## Exercise instructions
When you find the line with "assert!((line.words[1].progress - 0.2).abs()" among the records below, reproduce it and each line after it exactly, ending with the line with "assert_eq!(l.lines()[0].words[0].state, PlayState::Past);".

## Data extracts
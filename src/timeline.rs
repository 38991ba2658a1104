//! 播放时间轴：根据查询时间重新计算每一行、每个字的播放状态。
//!
//! 每次调用都完整重算，不依赖上一次的结果，所以任意跳转都是正确的。

use crate::error::{LyricError, Result};
use crate::lyric::Lyric;
use crate::types::{Line, PlayState};

/// 查询时间相对于歌词的位置。
#[derive(Debug, Clone, Copy, PartialEq, Eq)]
pub enum Placement {
    /// 没有任何歌词行
    Empty,
    BeforeFirst,
    Within,
    /// 最后一行已经结束
    AfterLast,
}

#[derive(Debug, Clone, Copy, PartialEq, Eq)]
pub struct TimelinePosition {
    /// 限制在 `[0, len-1]` 内的行下标
    pub line_index: usize,
    /// 当前行的活动字下标，没有时为 -1
    pub word_index: isize,
    pub placement: Placement,
}

fn clamp_progress(value: f64) -> f64 {
    if value.is_nan() { 0.0 } else { value.clamp(0.0, 1.0) }
}

fn update_current_words(line: &mut Line, t: f64) {
    let line_start = line.start_time as f64;
    let line_end = line.end_time();
    let line_duration = line.duration;
    let mut acc = line_start;

    for word in &mut line.words {
        if word.single_line {
            if t < line_start {
                word.state = PlayState::Future;
                word.progress = 0.0;
            } else if t >= line_end {
                word.state = PlayState::Past;
                word.progress = 1.0;
            } else {
                word.state = PlayState::Current;
                word.progress = if line_duration > 0.0 {
                    clamp_progress((t - line_start) / line_duration)
                } else {
                    0.0
                };
            }
            continue;
        }

        let duration = word.duration as f64;
        let word_start = acc;
        let word_end = acc + duration;
        if duration == 0.0 {
            // 零时长的字是瞬时事件，不会处于播放中
            if t < word_start {
                word.state = PlayState::Future;
                word.progress = 0.0;
            } else {
                word.state = PlayState::Past;
                word.progress = 1.0;
            }
        } else if t < word_start {
            word.state = PlayState::Future;
            word.progress = 0.0;
        } else if t >= word_end {
            word.state = PlayState::Past;
            word.progress = 1.0;
        } else {
            word.state = PlayState::Current;
            word.progress = clamp_progress((t - word_start) / duration);
        }
        acc = word_end;
    }
}

fn mark_words(line: &mut Line, state: PlayState) {
    let progress = if state == PlayState::Past { 1.0 } else { 0.0 };
    for word in &mut line.words {
        word.state = state;
        word.progress = progress;
    }
}

impl Lyric {
    /// 把播放位置推进到 `time_ms` (毫秒)，并返回活动行和活动字。
    pub fn advance(&mut self, time_ms: f64) -> Result<TimelinePosition> {
        if !time_ms.is_finite() || time_ms < 0.0 {
            return Err(LyricError::Validation(format!(
                "播放时间必须是非负有限数，实际为 {time_ms}"
            )));
        }
        let t = time_ms + self.offset_ms() as f64;

        if self.lines.is_empty() {
            return Ok(TimelinePosition {
                line_index: 0,
                word_index: -1,
                placement: Placement::Empty,
            });
        }

        let started = self.lines.partition_point(|l| l.start_time as f64 <= t);
        let placement = match started.checked_sub(1) {
            None => Placement::BeforeFirst,
            Some(idx) if t < self.lines[idx].end_time() => Placement::Within,
            Some(_) => Placement::AfterLast,
        };
        // Within 时 started >= 1
        let current = started.saturating_sub(1);

        for (i, line) in self.lines.iter_mut().enumerate() {
            let per_word = line.has_per_word_timing();
            let state = match placement {
                Placement::BeforeFirst => PlayState::Future,
                Placement::AfterLast => PlayState::Past,
                _ if i < current => PlayState::Past,
                _ if i == current => PlayState::Current,
                _ => PlayState::Future,
            };
            line.state = state;
            match state {
                PlayState::Past => {
                    line.progress = 1.0;
                    line.render_progress = if per_word { 0.0 } else { 1.0 };
                    mark_words(line, PlayState::Past);
                }
                PlayState::Future => {
                    line.progress = 0.0;
                    line.render_progress = 0.0;
                    mark_words(line, PlayState::Future);
                }
                PlayState::Current => {
                    line.progress = if line.duration.is_finite() && line.duration > 0.0 {
                        clamp_progress((t - line.start_time as f64) / line.duration)
                    } else {
                        0.0
                    };
                    line.render_progress = if per_word { 0.0 } else { line.progress };
                    update_current_words(line, t);
                }
            }
        }

        let line_index = match placement {
            Placement::AfterLast => self.lines.len() - 1,
            _ => current,
        };
        let word_index = match placement {
            Placement::Within => self.lines[line_index].active_word_index(),
            _ => -1,
        };

        Ok(TimelinePosition {
            line_index,
            word_index,
            placement,
        })
    }
}

#[cfg(test)]
mod tests {
    use super::*;
    use crate::settings::ParserSettings;
    use crate::types::Metadata;

    fn lyric(text: &str) -> Lyric {
        Lyric::from_canonical_text(Metadata::new(), text, &ParserSettings::default())
    }

    #[test]
    fn test_rejects_invalid_time() {
        let mut l = lyric("[00:01.000]a");
        assert!(matches!(l.advance(-1.0), Err(LyricError::Validation(_))));
        assert!(matches!(l.advance(f64::NAN), Err(LyricError::Validation(_))));
        assert!(matches!(l.advance(f64::INFINITY), Err(LyricError::Validation(_))));
    }

    #[test]
    fn test_empty_lyric() {
        let mut l = Lyric::default();
        let pos = l.advance(0.0).unwrap();
        assert_eq!(pos.placement, Placement::Empty);
        assert_eq!(pos.word_index, -1);
    }

    #[test]
    fn test_before_within_after() {
        let mut l = lyric("[length:00:03]\n[00:01.000]<500>He<500>llo\n[00:02.000]World");

        let pos = l.advance(500.0).unwrap();
        assert_eq!(pos.placement, Placement::BeforeFirst);
        assert_eq!(pos.line_index, 0);
        assert_eq!(pos.word_index, -1);
        assert!(l.lines().iter().all(|line| line.state == PlayState::Future));

        let pos = l.advance(1600.0).unwrap();
        assert_eq!(pos.placement, Placement::Within);
        assert_eq!((pos.line_index, pos.word_index), (0, 1));
        let line = &l.lines()[0];
        assert_eq!(line.state, PlayState::Current);
        assert!((line.progress - 0.6).abs() < 1e-9);
        assert_eq!(line.render_progress, 0.0, "逐字行的渲染进度为 0");
        assert_eq!(line.words[0].state, PlayState::Past);
        assert!((line.words[1].progress - 0.2).abs() < 1e-9);

        let pos = l.advance(3500.0).unwrap();
        assert_eq!(pos.placement, Placement::AfterLast);
        assert_eq!(pos.line_index, 1);
        assert!(l.lines().iter().all(|line| line.state == PlayState::Past));
    }

    #[test]
    fn test_line_level_render_progress() {
        let mut l = lyric("[00:01.000]whole");
        l.advance(5000.0).unwrap();
        let line = &l.lines()[0];
        assert_eq!(line.state, PlayState::Current);
        assert_eq!(line.progress, 0.0, "无穷时长的行进度为 0");
        assert_eq!(line.words[0].state, PlayState::Current);
        assert!(!line.has_per_word_timing());
    }

    #[test]
    fn test_zero_duration_word_is_instant() {
        let mut l = lyric("[00:00.000]<0>a<100>b<100>c\n[00:01.000]d");
        assert!(!l.lines()[0].pseudo_per_word);
        let pos = l.advance(0.0).unwrap();
        assert_eq!(l.lines()[0].words[0].state, PlayState::Past);
        assert_eq!(l.lines()[0].words[1].state, PlayState::Current);
        assert_eq!(pos.word_index, 1);
    }

    #[test]
    fn test_offset_metadata_shifts_time() {
        let mut l = lyric("[offset:1000]\n[00:01.000]a\n[00:02.000]b");
        let pos = l.advance(1000.0).unwrap();
        assert_eq!(pos.line_index, 1);
    }

    #[test]
    fn test_idempotent() {
        let mut l = lyric("[00:01.000]<300>ab<300>cd\n[00:02.000]ef");
        let first = l.advance(1400.0).unwrap();
        let snapshot = l.clone();
        let second = l.advance(1400.0).unwrap();
        assert_eq!(first, second);
        assert_eq!(snapshot, l);
    }
}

## Response to the exercise
        assert!((line.words[1].progress - 0.2).abs() < 1e-9);

        let pos = l.advance(3500.0).unwrap();
        assert_eq!(pos.placement, Placement::AfterLast);
        assert_eq!(pos.line_index, 1);
        assert!(l.lines().iter().all(|line| line.state == PlayState::Past));
    }

    #[test]
    fn test_line_level_render_progress() {
        let mut l = lyric("[00:01.000]whole");
        l.advance(5000.0).unwrap();
        let line = &l.lines()[0];
        assert_eq!(line.state, PlayState::Current);
        assert_eq!(line.progress, 0.0, "无穷时长的行进度为 0");
        assert_eq!(line.words[0].state, PlayState::Current);
        assert!(!line.has_per_word_timing());
    }

    #[test]
    fn test_zero_duration_word_is_instant() {
        let mut l = lyric("[00:00.000]<0>a<100>b<100>c\n[00:01.000]d");
        assert!(!l.lines()[0].pseudo_per_word);
        let pos = l.advance(0.0).unwrap();
        assert_eq!(l.lines()[0].words[0].state, PlayState::Past);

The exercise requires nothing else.